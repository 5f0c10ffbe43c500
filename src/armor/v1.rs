//! Block revision 1.
//!
//! ```text
//! --- PHANTOM SECURE BLOCK REVISION 1 ---
//! <chunk>
//! -==-
//! <chunk>
//! --- END OF SECURE BLOCK ---
//! ```
//!
//! Each chunk holds up to 64 characters of the reversed base64 payload.

use crate::error::{PhantomError, Result};

pub const REVISION: u32 = 1;

pub const HEADER: &str = "--- PHANTOM SECURE BLOCK REVISION 1 ---";
pub const FOOTER: &str = "--- END OF SECURE BLOCK ---";
pub const SEPARATOR: &str = "-==-";
pub const CHUNK_LEN: usize = 64;

pub fn wrap(base64: &str) -> String {
    let reversed: Vec<char> = base64.chars().rev().collect();

    let chunks: Vec<String> = reversed
        .chunks(CHUNK_LEN)
        .map(|chunk| chunk.iter().collect())
        .collect();

    let joiner = format!("\n{SEPARATOR}\n");
    format!("{HEADER}\n{}\n{FOOTER}", chunks.join(&joiner))
}

pub fn wrapped_len(base64_len: usize) -> usize {
    let chunks = base64_len.div_ceil(CHUNK_LEN);
    let separators = chunks.saturating_sub(1) * (SEPARATOR.len() + 2);

    HEADER.len() + 1 + base64_len + separators + 1 + FOOTER.len()
}

/// Extracts the payload between header and footer, drops line breaks,
/// whitespace and separators, and reverses it back.
pub fn unwrap(block: &str) -> Result<String> {
    let start = block
        .find(HEADER)
        .ok_or(PhantomError::Format("missing block header"))?
        + HEADER.len();

    let end = block
        .rfind(FOOTER)
        .filter(|&end| end >= start)
        .ok_or(PhantomError::Format("missing block footer"))?;

    let body = block[start..end].replace(SEPARATOR, "");
    let payload: String = body
        .chars()
        .filter(|c| !c.is_whitespace())
        .rev()
        .collect();

    if payload.is_empty() {
        return Err(PhantomError::Format("empty block payload"));
    }

    Ok(payload)
}
//! Text armor for encrypted envelopes.
//!
//! Turns base64 into a delimited, copy-paste safe block and back. The
//! transform is reversible by anyone and is not a security boundary; it only
//! gives ciphertext a recognisable shape. Blocks carry a revision number in
//! their header line, and parsing dispatches on it.

use crate::error::{PhantomError, Result};

pub mod v1;

/// Prefix shared by every block header, whatever its revision.
pub const BLOCK_MARKER: &str = "--- PHANTOM SECURE BLOCK";

const REVISION_PREFIX: &str = "--- PHANTOM SECURE BLOCK REVISION ";
const HEADER_SUFFIX: &str = " ---";

/// Returns `true` if `text` looks like a secure block.
///
/// Only the leading marker is checked; use [`unwrap`] to validate.
pub fn is_block(text: &str) -> bool {
    text.trim_start().starts_with(BLOCK_MARKER)
}

/// Wraps base64 into a block of the current revision.
pub fn wrap(base64: &str) -> String {
    v1::wrap(base64)
}

/// Length of the block [`wrap`] produces for `base64_len` input characters.
pub fn wrapped_len(base64_len: usize) -> usize {
    v1::wrapped_len(base64_len)
}

/// Recovers the base64 payload from a block.
///
/// # Errors
///
/// Returns [`PhantomError::Format`] if:
/// - No block header is present
/// - The revision is unsupported
/// - The footer is missing or the payload is empty
pub fn unwrap(block: &str) -> Result<String> {
    match revision(block)? {
        v1::REVISION => v1::unwrap(block),
        _ => Err(PhantomError::Format("unsupported block revision")),
    }
}

fn revision(block: &str) -> Result<u32> {
    let start = block
        .find(REVISION_PREFIX)
        .ok_or(PhantomError::Format("missing block header"))?;

    let rest = &block[start + REVISION_PREFIX.len()..];
    let end = rest
        .find(HEADER_SUFFIX)
        .ok_or(PhantomError::Format("missing block header"))?;

    rest[..end]
        .trim()
        .parse()
        .map_err(|_| PhantomError::Format("unreadable block revision"))
}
====================
ASSIGNED TASK:
From the listing above, return the lines starting at the one with "let reversed: Vec<char>" and ending at the one with "boundary; it only", both kept, exactly as they appear and nothing more.

TASK RESULT:
    let reversed: Vec<char> = base64.chars().rev().collect();

    let chunks: Vec<String> = reversed
        .chunks(CHUNK_LEN)
        .map(|chunk| chunk.iter().collect())
        .collect();

    let joiner = format!("\n{SEPARATOR}\n");
    format!("{HEADER}\n{}\n{FOOTER}", chunks.join(&joiner))
}

pub fn wrapped_len(base64_len: usize) -> usize {
    let chunks = base64_len.div_ceil(CHUNK_LEN);
    let separators = chunks.saturating_sub(1) * (SEPARATOR.len() + 2);

    HEADER.len() + 1 + base64_len + separators + 1 + FOOTER.len()
}

/// Extracts the payload between header and footer, drops line breaks,
/// whitespace and separators, and reverses it back.
pub fn unwrap(block: &str) -> Result<String> {
    let start = block
        .find(HEADER)
        .ok_or(PhantomError::Format("missing block header"))?
        + HEADER.len();

    let end = block
        .rfind(FOOTER)
        .filter(|&end| end >= start)
        .ok_or(PhantomError::Format("missing block footer"))?;

    let body = block[start..end].replace(SEPARATOR, "");
    let payload: String = body
        .chars()
        .filter(|c| !c.is_whitespace())
        .rev()
        .collect();

    if payload.is_empty() {
        return Err(PhantomError::Format("empty block payload"));
    }

    Ok(payload)
}
//! Text armor for encrypted envelopes.
//!
//! Turns base64 into a delimited, copy-paste safe block and back. The
//! transform is reversible by anyone and is not a security boundary; it only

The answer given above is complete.